As for SQL, at least in MSSQL, it doesn’t work, and when it seems to work, it stops working in production. The best advice is to ignore buffering, at least in SQL queries.

I’ll post the result of a little test I did a while ago (which is in the databasedrivers newsgroup).

My test of buffer size, which involved reading a file from my server
(which is on a WAN, so slow back and forth: 230 ms compared to 20 in the
office), about 4400 rows, read into a queue,yields a table like this:

Buffer Time
1 19948
10 8596
20 7103
30 6707
40 6391
50 6332
60 6144
70 6169
80 6040
90 6053
100 5970
200 5861
300 5770
400 5744
500 5751
600 5806
700 5768
800 5741
900 5700
1000 5747
1200 5765
1400 6225
1600 6159
1800 6022
2000 5985

So, rapid improvements (from 200 seconds down to about 60 seconds) for
buffers up to 100 rows. Only minor improvements after that, lowest point
was at 900 rows, and it seems to increase slightly after that.

I would say that you have two main choices:
a) you load the whole file into your queue (using an appropriate buffer size, like 200), and then moving around in that data set is a matter of using Clarion queue commands, or
b) you get a smallish data set from the server (using LIMIT) and if you need another set, you send another query to get another smallish data set.

a) your effort is up-front and everything else is quick, but you need memory on the client to store data in the queue, but you are a bit on your own because the traditional clarion way of working is closer to b)

b) you are potentially sending a bunch of different queries to the server, but each query should be relatively quick so long as you have the indexes to support it. Trick is that your queries should result in small data sets either because your real-world filters result in a small data set, or you use limits. You will still benefit from using a reasonable buffer size (not 1, which is the default).

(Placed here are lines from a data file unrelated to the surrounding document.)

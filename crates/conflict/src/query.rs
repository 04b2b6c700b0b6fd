use agentmem_model::{Conflict, ConflictPriority, ConflictStatus, ConflictType};

/// Filter recognised by `ConflictResolver::query` (spec.md §6 Conflict
/// surface).
#[derive(Debug, Clone, Default)]
pub struct ConflictQuery {
    pub tenant_id: Option<String>,
    pub status: Option<ConflictStatus>,
    pub conflict_type: Option<ConflictType>,
    pub min_priority: Option<ConflictPriority>,
    pub agent_id: Option<String>,
}

impl ConflictQuery {
    pub fn for_tenant(tenant_id: impl Into<String>) -> Self {
        Self {
            tenant_id: Some(tenant_id.into()),
            ..Default::default()
        }
    }

    pub fn matches(&self, conflict: &Conflict) -> bool {
        if let Some(tenant_id) = &self.tenant_id {
            if &conflict.tenant_id != tenant_id {
                return false;
            }
        }
        if let Some(status) = self.status {
            if conflict.status != status {
                return false;
            }
        }
        if let Some(conflict_type) = self.conflict_type {
            if conflict.conflict_type != conflict_type {
                return false;
            }
        }
        if let Some(min_priority) = self.min_priority {
            if conflict.priority < min_priority {
                return false;
            }
        }
        if let Some(agent_id) = &self.agent_id {
            if !conflict.involved_agents.iter().any(|a| a == agent_id) {
                return false;
            }
        }
        true
    }
}
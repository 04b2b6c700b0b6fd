/// Thresholds driving the optimiser pipeline (spec.md §4.8). Not part of
/// `agentmem-config`'s five validated sections — these are optimiser-owned
/// knobs, analogous to how the teacher's `aigent-memory` sleep-cycle
/// thresholds live alongside the memory manager rather than in
/// `AppConfig`.
#[derive(Debug, Clone)]
pub struct OptimizerConfig {
    pub max_memory_age_days: i64,
    pub low_access_threshold: u64,
    pub low_access_max_age_days: i64,
    pub cleanup_interval_hours: u64,
    pub cache_capacity: usize,
}

impl Default for OptimizerConfig {
    fn default() -> Self {
        Self {
            max_memory_age_days: 180,
            low_access_threshold: 2,
            low_access_max_age_days: 30,
            cleanup_interval_hours: 6,
            cache_capacity: 256,
        }
    }
}
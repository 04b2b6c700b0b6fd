//! Embedding Service (spec.md §4.4): turns free text into a fixed-dimension
//! vector. Three providers back the capability tiers in §4.7 — remote,
//! local, and a deterministic mock for tests.

pub mod error;
pub mod local;
pub mod mock;
pub mod remote;

pub use error::EmbeddingError;
pub use local::LocalEmbeddingProvider;
pub use mock::MockEmbeddingProvider;
pub use remote::RemoteEmbeddingProvider;

use async_trait::async_trait;

#[derive(Debug, Clone, PartialEq)]
pub struct EmbeddingResult {
    pub vector: Vec<f32>,
    pub model: String,
    pub dimension: usize,
}

#[async_trait]
pub trait EmbeddingProvider: Send + Sync {
    async fn embed(&self, text: &str) -> Result<EmbeddingResult, EmbeddingError>;
}

/// Deterministic hash-to-unit-vector scheme shared by the local and mock
/// providers: every byte of a SHA-256 digest of `text` (re-hashed with a
/// counter until `dimension` floats are produced) seeds one component, then
/// the vector is L2-normalised so cosine similarity behaves sanely.
pub fn deterministic_embedding(text: &str, dimension: usize) -> Vec<f32> {
    use sha2::{Digest, Sha256};

    let mut vector = Vec::with_capacity(dimension);
    let mut counter: u32 = 0;
    while vector.len() < dimension {
        let mut hasher = Sha256::new();
        hasher.update(text.as_bytes());
        hasher.update(counter.to_le_bytes());
        let digest = hasher.finalize();
        for chunk in digest.chunks(4) {
            if vector.len() >= dimension {
                break;
            }
            let mut bytes = [0u8; 4];
            bytes[..chunk.len()].copy_from_slice(chunk);
            let raw = u32::from_le_bytes(bytes) as f32;
            vector.push(raw / u32::MAX as f32 - 0.5);
        }
        counter += 1;
    }

    let norm: f32 = vector.iter().map(|v| v * v).sum::<f32>().sqrt();
    if norm > 0.0 {
        for component in &mut vector {
            *component /= norm;
        }
    }
    vector
}

#[cfg(test)]
mod tests {
    use super::*;

    #[test]
    fn deterministic_embedding_is_stable_and_normalised() {
        let a = deterministic_embedding("hello world", 32);
        let b = deterministic_embedding("hello world", 32);
        assert_eq!(a, b);
        let norm: f32 = a.iter().map(|v| v * v).sum::<f32>().sqrt();
        assert!((norm - 1.0).abs() < 1e-3);
    }

    #[test]
    fn deterministic_embedding_differs_for_different_text() {
        let a = deterministic_embedding("hello", 16);
        let b = deterministic_embedding("goodbye", 16);
        assert_ne!(a, b);
    }
}
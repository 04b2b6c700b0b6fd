use chrono::{DateTime, Utc};
use serde::{Deserialize, Serialize};
use uuid::Uuid;

/// Edge type for a [`Relationship`] (spec.md §3). `parent`/`child` and
/// `sibling` are created in symmetric pairs by the relationship manager;
/// the rest are free-standing single edges.
#[derive(Debug, Clone, Copy, PartialEq, Eq, Hash, Serialize, Deserialize)]
#[serde(rename_all = "snake_case")]
pub enum RelationshipType {
    Parent,
    Child,
    Sibling,
    References,
    Conflicts,
    Supports,
}

impl RelationshipType {
    pub fn as_str(&self) -> &'static str {
        match self {
            RelationshipType::Parent => "parent",
            RelationshipType::Child => "child",
            RelationshipType::Sibling => "sibling",
            RelationshipType::References => "references",
            RelationshipType::Conflicts => "conflicts",
            RelationshipType::Supports => "supports",
        }
    }
}

/// A directed, typed edge between two memories scoped to a tenant (spec.md
/// §3). Relationships form a directed multigraph per tenant.
#[derive(Debug, Clone, Serialize, Deserialize)]
pub struct Relationship {
    pub id: String,
    pub tenant_id: String,
    pub source_memory_id: String,
    pub target_memory_id: String,
    pub relationship_type: RelationshipType,
    pub strength: f32,
    pub is_active: bool,
    pub created_at: DateTime<Utc>,
    pub updated_at: DateTime<Utc>,
}

impl Relationship {
    pub fn new(
        tenant_id: impl Into<String>,
        source_memory_id: impl Into<String>,
        target_memory_id: impl Into<String>,
        relationship_type: RelationshipType,
        strength: f32,
        now: DateTime<Utc>,
    ) -> Self {
        Self {
            id: Uuid::new_v4().to_string(),
            tenant_id: tenant_id.into(),
            source_memory_id: source_memory_id.into(),
            target_memory_id: target_memory_id.into(),
            relationship_type,
            strength: strength.clamp(0.0, 1.0),
            is_active: true,
            created_at: now,
            updated_at: now,
        }
    }
}
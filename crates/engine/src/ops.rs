use async_trait::async_trait;

use agentmem_model::{MemoryRecord, RecordPatch, StorageFilter, VectorResult};

use crate::error::EngineError;
use crate::health::EngineHealth;
use crate::options::{ContextRequest, ContextResult, RecallOptions, RememberOptions};

/// Capability contract shared by every tier implementation (spec.md §4.6,
/// §4.7). `UnifiedEngine` owns a `Box<dyn EngineOps>` and swaps it on
/// fallback rather than branching on a tier enum at every call site (design
/// note §9: "deep inheritance → capability interfaces").
#[async_trait]
pub trait EngineOps: Send + Sync {
    async fn remember(
        &self,
        content: &str,
        tenant_id: &str,
        agent_id: Option<&str>,
        options: RememberOptions,
    ) -> Result<String, EngineError>;

    async fn recall(
        &self,
        query: &str,
        tenant_id: &str,
        agent_id: Option<&str>,
        options: RecallOptions,
    ) -> Result<Vec<VectorResult>, EngineError>;

    async fn forget(
        &self,
        query: &str,
        tenant_id: &str,
        agent_id: Option<&str>,
        threshold: f32,
    ) -> Result<usize, EngineError>;

    async fn context(&self, request: ContextRequest) -> Result<ContextResult, EngineError>;

    async fn update(&self, id: &str, patch: RecordPatch) -> Result<(), EngineError>;

    async fn delete(&self, id: &str) -> Result<bool, EngineError>;

    async fn list(&self, filter: &StorageFilter) -> Result<Vec<MemoryRecord>, EngineError>;

    async fn health_check(&self) -> Result<EngineHealth, EngineError>;
}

What is a sort of worst of both worlds is your out-of-the-box Clarion method which sends queries that result in large queries being put together on the server (send my everything in this order starting from this row), and send new queries all the time (though with bind variables) each time you need a new page of data.

Bruce’s drivers are basically set up to optimize the the b) method.

Really depends what you are doing. I do a lot of non-clarion SQL work, and the way most of that is done (like in the MSSQL Management Studio) is that your initial query results in a data set limited to the first 50 or 100 rows that match your query, basically so that you can check that you are getting what you want, and then you can ask to get the full data set which you might then be wanting to export somewhere (a flat file, and Excel spreadsheet, or whatever).

Creating a cursor takes time. I dont think SSMS creates a cursor. Thus it can start displaying records immediately.

This approach is also taken hy the MSSQL2 driver. Because theres no cursor, theres no delay, so the first page appears instantly. (This is clearly visible between the SQLITE and SQLITE2 examples in the driver kit.)

BUFFER cannot help speed up the cursor creation because creating a cursor is a server function. It can help in moving the data to the client, but that’s not what is causing the delay you are seeing.

In other words, the solution is not BUFFER. IMO the solution is using the new driver.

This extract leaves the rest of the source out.